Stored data
* * * * * * * * *

//! Association manager
//!
//! Every bidirectional relationship (user/comment, event/comment,
//! genre/event, user/favorite, event/favorite) is changed here and nowhere
//! else. Each operation checks all of its preconditions before the first
//! write, and the writes that follow cannot fail, so callers never observe
//! a link that exists on one side only.

use chrono::{DateTime, Utc};
use crate::models::{
    Comment, CommentId, Event, EventId, Favorite, FavoriteId, Genre, GenreId, User, UserId,
};
use crate::utils::errors::{EntityKind, EventHubError, Result};
use super::store::Store;

/// What a cascading detach removed
#[derive(Debug, Clone, Default, PartialEq, Eq)]
pub struct SeverReport {
    pub comments: Vec<CommentId>,
    pub favorites: Vec<FavoriteId>,
    pub genres: Vec<GenreId>,
}

pub struct AssociationManager<'a> {
    store: &'a mut Store,
}

impl Store {
    /// Borrow the association manager for this store
    pub(crate) fn associations(&mut self) -> AssociationManager<'_> {
        AssociationManager { store: self }
    }
}

impl<'a> AssociationManager<'a> {
    /// Create a comment and append it to both the event's and the user's collections
    pub fn attach_comment(
        &mut self,
        event_id: EventId,
        user_id: UserId,
        text: String,
        created: DateTime<Utc>,
    ) -> Result<Comment> {
        self.store.require::<Event>(event_id)?;
        self.store.require::<User>(user_id)?;
        if text.trim().is_empty() {
            return Err(EventHubError::invalid("text", "comment text must not be empty"));
        }

        let id = self.store.comments.allocate_id();
        let comment = Comment::new(id, text, created, user_id, event_id);
        self.store.comments.insert(comment.clone());
        self.store.links.event_comments.link(event_id, id);
        self.store.links.user_comments.link(user_id, id);
        Ok(comment)
    }

    /// Remove a comment from both owning collections and delete it.
    /// The returned comment is detached.
    pub fn detach_comment(&mut self, comment_id: CommentId) -> Result<Comment> {
        let comment = self.store.require::<Comment>(comment_id)?;
        let user_id = comment.user_id()?;
        let event_id = comment.event_id()?;
        if !self.store.links.user_comments.contains(user_id, comment_id)
            || !self.store.links.event_comments.contains(event_id, comment_id)
        {
            return Err(EventHubError::Conflict(format!(
                "comment {} is not linked to user {} and event {}",
                comment_id, user_id, event_id
            )));
        }

        self.store.links.user_comments.unlink(user_id, comment_id);
        self.store.links.event_comments.unlink(event_id, comment_id);
        let mut removed = self
            .store
            .comments
            .remove(comment_id)
            .ok_or_else(|| EventHubError::not_found(EntityKind::Comment, comment_id))?;
        removed.clear_user();
        removed.clear_event();
        Ok(removed)
    }

    /// Tag an event with a genre on both sides
    pub fn attach_genre(&mut self, genre_id: GenreId, event_id: EventId) -> Result<()> {
        self.store.require::<Genre>(genre_id)?;
        self.store.require::<Event>(event_id)?;
        if !self.store.links.genre_events.link(genre_id, event_id) {
            return Err(EventHubError::Conflict(format!(
                "event {} is already tagged with genre {}",
                event_id, genre_id
            )));
        }
        Ok(())
    }

    /// Remove a genre tag from both sides
    pub fn detach_genre(&mut self, genre_id: GenreId, event_id: EventId) -> Result<()> {
        self.store.require::<Genre>(genre_id)?;
        self.store.require::<Event>(event_id)?;
        if !self.store.links.genre_events.unlink(genre_id, event_id) {
            return Err(EventHubError::not_found(
                EntityKind::Genre,
                format!("{} on event {}", genre_id, event_id),
            ));
        }
        Ok(())
    }

    /// Remove a genre from every event it tags. Nothing changes unless every
    /// tagged event resolves.
    pub fn detach_genre_everywhere(&mut self, genre_id: GenreId) -> Result<Vec<EventId>> {
        self.store.require::<Genre>(genre_id)?;
        let event_ids = self.store.event_ids_of_genre(genre_id).to_vec();
        for event_id in &event_ids {
            self.store.require::<Event>(*event_id)?;
        }

        Ok(self.store.links.genre_events.remove_left(genre_id))
    }

    /// Record a favorite under its composite key
    pub fn attach_favorite(
        &mut self,
        user_id: UserId,
        event_id: EventId,
        created_at: DateTime<Utc>,
    ) -> Result<Favorite> {
        self.store.require::<User>(user_id)?;
        self.store.require::<Event>(event_id)?;
        let id = FavoriteId::new(user_id, event_id);
        if self.store.favorites.contains(id) || self.store.links.favorites.contains(user_id, event_id) {
            return Err(EventHubError::Conflict(format!("favorite {} already exists", id)));
        }

        let favorite = Favorite { id, created_at };
        self.store.favorites.insert(favorite.clone());
        self.store.links.favorites.link(user_id, event_id);
        Ok(favorite)
    }

    /// Remove a favorite by composite key
    pub fn detach_favorite(&mut self, id: FavoriteId) -> Result<Favorite> {
        self.store.require::<Favorite>(id)?;
        self.store.links.favorites.unlink(id.user_id, id.event_id);
        self.store
            .favorites
            .remove(id)
            .ok_or_else(|| EventHubError::not_found(EntityKind::Favorite, id))
    }

    /// Detach and delete every comment and favorite owned by a user
    pub fn sever_user(&mut self, user_id: UserId) -> Result<SeverReport> {
        self.store.require::<User>(user_id)?;
        let comment_ids = self.store.comment_ids_of_user(user_id).to_vec();
        let favorite_ids: Vec<FavoriteId> = self
            .store
            .favorite_event_ids_of_user(user_id)
            .iter()
            .map(|event_id| FavoriteId::new(user_id, *event_id))
            .collect();
        self.verify_comments(&comment_ids)?;
        self.verify_favorites(&favorite_ids)?;

        for comment_id in &comment_ids {
            self.detach_comment(*comment_id)?;
        }
        for favorite_id in &favorite_ids {
            self.detach_favorite(*favorite_id)?;
        }
        Ok(SeverReport {
            comments: comment_ids,
            favorites: favorite_ids,
            genres: Vec::new(),
        })
    }

    /// Detach and delete every comment and favorite of an event and drop its genre tags
    pub fn sever_event(&mut self, event_id: EventId) -> Result<SeverReport> {
        self.store.require::<Event>(event_id)?;
        let comment_ids = self.store.comment_ids_of_event(event_id).to_vec();
        let favorite_ids: Vec<FavoriteId> = self
            .store
            .favoring_user_ids_of_event(event_id)
            .iter()
            .map(|user_id| FavoriteId::new(*user_id, event_id))
            .collect();
        let genre_ids = self.store.genre_ids_of_event(event_id).to_vec();
        self.verify_comments(&comment_ids)?;
        self.verify_favorites(&favorite_ids)?;

        for comment_id in &comment_ids {
            self.detach_comment(*comment_id)?;
        }
        for favorite_id in &favorite_ids {
            self.detach_favorite(*favorite_id)?;
        }
        self.store.links.genre_events.remove_right(event_id);
        Ok(SeverReport {
            comments: comment_ids,
            favorites: favorite_ids,
            genres: genre_ids,
        })
    }

    /// Re-insert a stored comment with its original id and relink it
    pub(crate) fn restore_comment(&mut self, comment: Comment) -> Result<()> {
        let user_id = comment.user_id()?;
        let event_id = comment.event_id()?;
        self.store.require::<User>(user_id)?;
        self.store.require::<Event>(event_id)?;
        if self.store.comments.contains(comment.id()) {
            return Err(EventHubError::Conflict(format!("comment {} already exists", comment.id())));
        }

        let id = comment.id();
        self.store.comments.insert(comment);
        self.store.comments.set_last_id(id);
        self.store.links.event_comments.link(event_id, id);
        self.store.links.user_comments.link(user_id, id);
        Ok(())
    }

    fn verify_comments(&self, comment_ids: &[CommentId]) -> Result<()> {
        for comment_id in comment_ids {
            let comment = self.store.require::<Comment>(*comment_id)?;
            comment.user_id()?;
            comment.event_id()?;
        }
        Ok(())
    }

    fn verify_favorites(&self, favorite_ids: &[FavoriteId]) -> Result<()> {
        for favorite_id in favorite_ids {
            self.store.require::<Favorite>(*favorite_id)?;
        }
        Ok(())
    }
}
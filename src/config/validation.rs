//! Configuration validation module
//!
//! This module provides validation functions for application configuration
//! to ensure all required settings are properly configured.

use crate::utils::errors::{EventHubError, Result};
use crate::utils::helpers::{is_valid_email, is_valid_phone};
use super::Settings;

/// Validate all configuration settings
pub fn validate_settings(settings: &Settings) -> Result<()> {
    validate_storage_config(&settings.storage)?;
    validate_security_config(&settings.security)?;
    validate_comments_config(&settings.comments)?;
    validate_logging_config(&settings.logging)?;

    if let Some(ref admin_config) = settings.admin {
        validate_admin_config(admin_config, &settings.security)?;
    }

    Ok(())
}

/// Validate storage configuration
fn validate_storage_config(config: &super::StorageConfig) -> Result<()> {
    if let Some(path) = &config.snapshot_path {
        if path.trim().is_empty() {
            return Err(EventHubError::Config(
                "Snapshot path must not be empty when set".to_string()
            ));
        }
    } else if config.save_on_shutdown {
        return Err(EventHubError::Config(
            "save_on_shutdown requires a snapshot path".to_string()
        ));
    }

    Ok(())
}

/// Validate security configuration
fn validate_security_config(config: &super::SecurityConfig) -> Result<()> {
    if config.password_iterations == 0 {
        return Err(EventHubError::Config(
            "Password iterations must be greater than 0".to_string()
        ));
    }

    if config.min_password_length == 0 {
        return Err(EventHubError::Config(
            "Minimum password length must be greater than 0".to_string()
        ));
    }

    Ok(())
}

/// Validate comment limits
fn validate_comments_config(config: &super::CommentsConfig) -> Result<()> {
    if config.max_length == 0 {
        return Err(EventHubError::Config(
            "Comment max length must be greater than 0".to_string()
        ));
    }

    Ok(())
}

/// Validate bootstrap admin configuration
fn validate_admin_config(config: &super::AdminConfig, security: &super::SecurityConfig) -> Result<()> {
    if config.username.trim().is_empty() {
        return Err(EventHubError::Config(
            "Admin username is required".to_string()
        ));
    }

    if !is_valid_email(&config.email) {
        return Err(EventHubError::Config(
            format!("Admin email is invalid: {}", config.email)
        ));
    }

    if !is_valid_phone(&config.phone_number) {
        return Err(EventHubError::Config(
            format!("Admin phone number is invalid: {}", config.phone_number)
        ));
    }

    if config.password.chars().count() < security.min_password_length {
        return Err(EventHubError::Config(
            "Admin password is shorter than the minimum password length".to_string()
        ));
    }

    Ok(())
}

/// Validate logging configuration
fn validate_logging_config(config: &super::LoggingConfig) -> Result<()> {
    if config.level.is_empty() {
        return Err(EventHubError::Config(
            "Log level is required".to_string()
        ));
    }

    let valid_levels = ["trace", "debug", "info", "warn", "error"];
    if !valid_levels.contains(&config.level.as_str()) {
        return Err(EventHubError::Config(
            format!("Invalid log level: {}. Valid levels: {:?}", config.level, valid_levels)
        ));
    }

    if config.file_name.is_empty() {
        return Err(EventHubError::Config(
            "Log file name is required".to_string()
        ));
    }

    Ok(())
}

* * * * * * * * *

Reproduce each line from the data that has "required" in it.

//! to ensure all required settings are properly configured.
            "Admin username is required".to_string()
            "Log level is required".to_string()
            "Log file name is required".to_string()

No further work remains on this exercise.